Dataset entries
■ ■ ■ ■ ■

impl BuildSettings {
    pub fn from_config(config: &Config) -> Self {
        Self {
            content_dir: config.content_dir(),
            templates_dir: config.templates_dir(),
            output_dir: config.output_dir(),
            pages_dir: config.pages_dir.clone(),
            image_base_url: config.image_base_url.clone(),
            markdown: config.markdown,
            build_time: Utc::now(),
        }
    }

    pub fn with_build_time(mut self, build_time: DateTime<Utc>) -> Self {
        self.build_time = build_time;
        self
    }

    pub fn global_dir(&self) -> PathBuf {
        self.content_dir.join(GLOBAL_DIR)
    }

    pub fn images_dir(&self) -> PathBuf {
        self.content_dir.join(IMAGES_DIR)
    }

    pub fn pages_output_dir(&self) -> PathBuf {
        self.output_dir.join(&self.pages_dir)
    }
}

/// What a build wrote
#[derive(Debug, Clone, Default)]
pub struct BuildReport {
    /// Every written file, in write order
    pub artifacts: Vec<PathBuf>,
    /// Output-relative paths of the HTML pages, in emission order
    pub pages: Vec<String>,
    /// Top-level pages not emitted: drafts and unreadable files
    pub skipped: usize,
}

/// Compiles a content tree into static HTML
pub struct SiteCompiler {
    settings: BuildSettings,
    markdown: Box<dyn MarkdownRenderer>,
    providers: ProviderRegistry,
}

■ ■ ■ ■ ■

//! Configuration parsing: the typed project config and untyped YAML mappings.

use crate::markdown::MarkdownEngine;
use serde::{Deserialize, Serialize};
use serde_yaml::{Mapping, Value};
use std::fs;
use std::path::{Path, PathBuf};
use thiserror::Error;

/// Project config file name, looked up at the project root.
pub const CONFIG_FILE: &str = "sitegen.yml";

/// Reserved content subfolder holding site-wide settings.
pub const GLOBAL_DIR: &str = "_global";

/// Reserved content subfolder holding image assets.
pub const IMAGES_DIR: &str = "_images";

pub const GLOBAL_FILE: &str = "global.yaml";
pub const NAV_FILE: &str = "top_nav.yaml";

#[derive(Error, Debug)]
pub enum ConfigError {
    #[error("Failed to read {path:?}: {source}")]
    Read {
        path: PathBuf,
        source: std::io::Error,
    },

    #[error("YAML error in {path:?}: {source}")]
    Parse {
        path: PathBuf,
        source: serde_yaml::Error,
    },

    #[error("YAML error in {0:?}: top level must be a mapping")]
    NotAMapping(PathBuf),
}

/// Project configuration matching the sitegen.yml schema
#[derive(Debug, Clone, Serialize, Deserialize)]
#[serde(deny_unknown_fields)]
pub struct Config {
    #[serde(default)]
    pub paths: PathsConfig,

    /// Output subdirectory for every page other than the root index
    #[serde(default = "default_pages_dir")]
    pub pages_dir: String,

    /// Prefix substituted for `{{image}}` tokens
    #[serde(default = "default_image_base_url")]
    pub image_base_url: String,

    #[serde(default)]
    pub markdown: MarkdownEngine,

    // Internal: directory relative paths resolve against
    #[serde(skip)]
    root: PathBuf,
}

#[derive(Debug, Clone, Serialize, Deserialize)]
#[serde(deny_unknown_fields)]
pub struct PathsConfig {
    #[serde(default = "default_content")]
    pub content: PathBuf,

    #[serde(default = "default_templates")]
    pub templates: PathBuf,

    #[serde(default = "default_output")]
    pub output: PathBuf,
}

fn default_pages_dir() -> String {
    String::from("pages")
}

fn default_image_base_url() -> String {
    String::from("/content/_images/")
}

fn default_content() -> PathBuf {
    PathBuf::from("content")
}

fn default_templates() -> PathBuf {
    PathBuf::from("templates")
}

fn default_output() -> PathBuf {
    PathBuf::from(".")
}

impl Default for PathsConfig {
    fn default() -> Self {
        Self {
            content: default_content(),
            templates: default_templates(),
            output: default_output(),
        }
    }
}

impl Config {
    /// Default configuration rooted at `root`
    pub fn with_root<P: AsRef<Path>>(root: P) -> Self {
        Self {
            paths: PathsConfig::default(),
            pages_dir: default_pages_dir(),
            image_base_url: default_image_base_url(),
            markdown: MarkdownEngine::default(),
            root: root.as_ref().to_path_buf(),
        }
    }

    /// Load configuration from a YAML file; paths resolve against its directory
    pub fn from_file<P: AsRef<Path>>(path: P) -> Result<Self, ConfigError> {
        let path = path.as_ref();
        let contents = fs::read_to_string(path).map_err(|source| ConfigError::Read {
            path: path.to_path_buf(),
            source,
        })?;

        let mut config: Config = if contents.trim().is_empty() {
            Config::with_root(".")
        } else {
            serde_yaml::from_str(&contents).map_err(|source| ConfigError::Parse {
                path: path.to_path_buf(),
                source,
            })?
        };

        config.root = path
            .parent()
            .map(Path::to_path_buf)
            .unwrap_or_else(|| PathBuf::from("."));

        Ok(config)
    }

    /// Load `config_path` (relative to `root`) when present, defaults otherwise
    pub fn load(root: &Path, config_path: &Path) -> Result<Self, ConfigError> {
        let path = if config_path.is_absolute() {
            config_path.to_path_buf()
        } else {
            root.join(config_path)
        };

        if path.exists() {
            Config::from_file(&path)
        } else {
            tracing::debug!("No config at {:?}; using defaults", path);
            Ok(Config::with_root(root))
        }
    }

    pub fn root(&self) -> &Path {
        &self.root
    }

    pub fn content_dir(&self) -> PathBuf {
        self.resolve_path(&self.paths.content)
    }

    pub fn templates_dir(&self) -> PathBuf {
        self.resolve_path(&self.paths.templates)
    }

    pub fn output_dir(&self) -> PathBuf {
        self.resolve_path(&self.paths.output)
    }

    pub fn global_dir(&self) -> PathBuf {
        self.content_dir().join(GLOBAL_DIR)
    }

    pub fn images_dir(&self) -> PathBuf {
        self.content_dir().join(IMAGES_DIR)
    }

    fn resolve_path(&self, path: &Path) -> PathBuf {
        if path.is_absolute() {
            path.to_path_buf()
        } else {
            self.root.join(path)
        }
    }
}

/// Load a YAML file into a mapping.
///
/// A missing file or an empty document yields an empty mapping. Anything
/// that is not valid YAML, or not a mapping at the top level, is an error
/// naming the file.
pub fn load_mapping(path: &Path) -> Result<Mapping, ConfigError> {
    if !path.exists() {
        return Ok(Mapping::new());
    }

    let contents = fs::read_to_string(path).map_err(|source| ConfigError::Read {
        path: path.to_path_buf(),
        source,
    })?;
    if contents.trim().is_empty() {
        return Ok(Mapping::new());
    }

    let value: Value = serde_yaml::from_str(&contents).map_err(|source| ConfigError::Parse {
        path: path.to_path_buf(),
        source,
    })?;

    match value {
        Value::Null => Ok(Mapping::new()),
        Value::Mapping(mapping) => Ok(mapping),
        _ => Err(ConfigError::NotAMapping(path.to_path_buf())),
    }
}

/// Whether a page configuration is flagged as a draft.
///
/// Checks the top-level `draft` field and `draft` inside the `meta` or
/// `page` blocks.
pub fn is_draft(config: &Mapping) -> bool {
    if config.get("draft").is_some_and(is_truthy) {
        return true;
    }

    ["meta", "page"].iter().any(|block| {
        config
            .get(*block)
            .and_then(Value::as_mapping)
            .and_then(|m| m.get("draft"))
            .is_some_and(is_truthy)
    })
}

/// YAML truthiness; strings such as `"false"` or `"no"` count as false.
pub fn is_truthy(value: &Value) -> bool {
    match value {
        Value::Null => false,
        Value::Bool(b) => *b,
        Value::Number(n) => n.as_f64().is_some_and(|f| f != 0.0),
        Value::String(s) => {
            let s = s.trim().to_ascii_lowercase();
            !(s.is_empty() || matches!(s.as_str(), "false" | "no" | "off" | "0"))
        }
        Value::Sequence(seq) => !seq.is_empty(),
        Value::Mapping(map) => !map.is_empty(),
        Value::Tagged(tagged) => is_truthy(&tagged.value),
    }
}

■ ■ ■ ■ ■

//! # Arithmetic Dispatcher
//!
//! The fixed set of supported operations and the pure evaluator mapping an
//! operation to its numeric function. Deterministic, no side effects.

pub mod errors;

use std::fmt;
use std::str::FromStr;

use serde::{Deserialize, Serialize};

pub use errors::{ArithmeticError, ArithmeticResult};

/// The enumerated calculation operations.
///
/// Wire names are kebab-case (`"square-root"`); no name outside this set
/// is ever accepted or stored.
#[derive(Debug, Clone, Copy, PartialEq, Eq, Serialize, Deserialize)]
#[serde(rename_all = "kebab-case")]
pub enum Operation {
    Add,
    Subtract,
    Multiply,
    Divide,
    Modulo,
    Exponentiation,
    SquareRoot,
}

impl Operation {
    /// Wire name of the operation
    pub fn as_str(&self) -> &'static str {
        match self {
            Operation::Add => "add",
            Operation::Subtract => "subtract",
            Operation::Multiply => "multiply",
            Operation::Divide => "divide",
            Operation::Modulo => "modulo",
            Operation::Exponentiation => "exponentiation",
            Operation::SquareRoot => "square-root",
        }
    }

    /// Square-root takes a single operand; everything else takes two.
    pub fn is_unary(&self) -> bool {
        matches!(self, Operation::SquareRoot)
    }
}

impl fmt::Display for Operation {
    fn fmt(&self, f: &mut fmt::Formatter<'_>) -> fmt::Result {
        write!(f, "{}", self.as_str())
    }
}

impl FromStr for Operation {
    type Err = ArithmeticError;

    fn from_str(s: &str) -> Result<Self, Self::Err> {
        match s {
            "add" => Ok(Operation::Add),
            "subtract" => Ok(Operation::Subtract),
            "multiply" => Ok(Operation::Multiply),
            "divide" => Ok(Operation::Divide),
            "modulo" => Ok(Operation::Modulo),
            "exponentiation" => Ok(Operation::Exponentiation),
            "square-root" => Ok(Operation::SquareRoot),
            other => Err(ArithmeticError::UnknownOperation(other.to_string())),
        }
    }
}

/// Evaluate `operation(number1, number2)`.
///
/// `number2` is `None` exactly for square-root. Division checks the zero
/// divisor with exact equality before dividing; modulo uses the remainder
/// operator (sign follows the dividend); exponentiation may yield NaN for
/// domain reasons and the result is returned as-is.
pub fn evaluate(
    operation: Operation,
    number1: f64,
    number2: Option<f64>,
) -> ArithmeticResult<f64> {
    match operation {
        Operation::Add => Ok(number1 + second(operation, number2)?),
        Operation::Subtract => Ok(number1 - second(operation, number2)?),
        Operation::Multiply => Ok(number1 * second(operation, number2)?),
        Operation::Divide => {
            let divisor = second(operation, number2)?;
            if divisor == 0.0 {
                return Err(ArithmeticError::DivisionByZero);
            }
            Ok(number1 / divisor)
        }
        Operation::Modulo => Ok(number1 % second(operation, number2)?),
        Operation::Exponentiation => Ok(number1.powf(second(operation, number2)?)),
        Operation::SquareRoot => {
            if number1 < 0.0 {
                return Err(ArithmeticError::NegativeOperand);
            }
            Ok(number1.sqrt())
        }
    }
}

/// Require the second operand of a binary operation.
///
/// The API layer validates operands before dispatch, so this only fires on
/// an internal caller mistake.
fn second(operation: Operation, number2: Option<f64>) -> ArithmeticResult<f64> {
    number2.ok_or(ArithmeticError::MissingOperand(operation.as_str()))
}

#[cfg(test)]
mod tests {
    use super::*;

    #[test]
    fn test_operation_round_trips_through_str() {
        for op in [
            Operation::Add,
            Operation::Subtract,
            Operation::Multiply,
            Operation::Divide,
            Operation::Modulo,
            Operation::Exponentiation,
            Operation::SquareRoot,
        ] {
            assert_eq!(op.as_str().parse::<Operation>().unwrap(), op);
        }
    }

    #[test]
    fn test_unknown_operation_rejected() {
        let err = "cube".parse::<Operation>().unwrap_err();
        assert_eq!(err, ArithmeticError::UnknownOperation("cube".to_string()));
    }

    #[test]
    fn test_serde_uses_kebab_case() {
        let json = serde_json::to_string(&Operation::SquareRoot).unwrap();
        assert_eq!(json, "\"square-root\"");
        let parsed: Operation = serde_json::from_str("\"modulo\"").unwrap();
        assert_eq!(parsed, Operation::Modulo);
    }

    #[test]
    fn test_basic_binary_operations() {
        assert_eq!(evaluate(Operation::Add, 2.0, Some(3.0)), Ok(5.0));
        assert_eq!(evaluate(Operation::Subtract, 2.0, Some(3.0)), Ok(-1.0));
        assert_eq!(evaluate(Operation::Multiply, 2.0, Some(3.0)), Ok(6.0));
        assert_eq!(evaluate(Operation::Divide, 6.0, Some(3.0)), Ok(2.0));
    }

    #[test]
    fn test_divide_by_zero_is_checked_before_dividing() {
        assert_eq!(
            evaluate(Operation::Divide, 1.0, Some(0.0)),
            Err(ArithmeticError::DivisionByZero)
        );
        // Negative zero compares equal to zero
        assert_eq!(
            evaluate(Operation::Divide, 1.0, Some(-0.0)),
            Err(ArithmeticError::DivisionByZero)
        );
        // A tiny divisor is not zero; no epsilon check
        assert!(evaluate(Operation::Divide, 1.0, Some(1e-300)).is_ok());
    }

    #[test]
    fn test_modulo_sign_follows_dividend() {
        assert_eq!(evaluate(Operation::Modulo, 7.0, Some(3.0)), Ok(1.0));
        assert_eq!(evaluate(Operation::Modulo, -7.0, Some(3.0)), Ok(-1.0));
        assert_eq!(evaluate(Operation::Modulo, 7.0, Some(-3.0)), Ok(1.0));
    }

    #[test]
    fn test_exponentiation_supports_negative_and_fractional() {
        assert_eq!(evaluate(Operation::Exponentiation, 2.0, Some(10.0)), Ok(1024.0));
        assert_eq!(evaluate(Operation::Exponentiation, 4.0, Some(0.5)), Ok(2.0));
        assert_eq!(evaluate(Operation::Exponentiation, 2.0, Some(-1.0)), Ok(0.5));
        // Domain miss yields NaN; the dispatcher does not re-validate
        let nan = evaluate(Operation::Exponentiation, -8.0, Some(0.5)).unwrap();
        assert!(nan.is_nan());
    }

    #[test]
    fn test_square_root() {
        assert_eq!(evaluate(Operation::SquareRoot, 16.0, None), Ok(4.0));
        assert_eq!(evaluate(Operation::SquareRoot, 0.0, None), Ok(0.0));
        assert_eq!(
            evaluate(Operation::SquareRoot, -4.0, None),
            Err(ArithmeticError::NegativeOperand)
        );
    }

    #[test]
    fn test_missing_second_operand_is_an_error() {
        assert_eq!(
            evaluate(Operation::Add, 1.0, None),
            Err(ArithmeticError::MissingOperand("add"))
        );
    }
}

■ ■ ■ ■ ■

TASK ITEM: Above are some records; copy each line there that contains "PathsConfig".

ANSWER SECTION:
    pub paths: PathsConfig,
pub struct PathsConfig {
impl Default for PathsConfig {
            paths: PathsConfig::default(),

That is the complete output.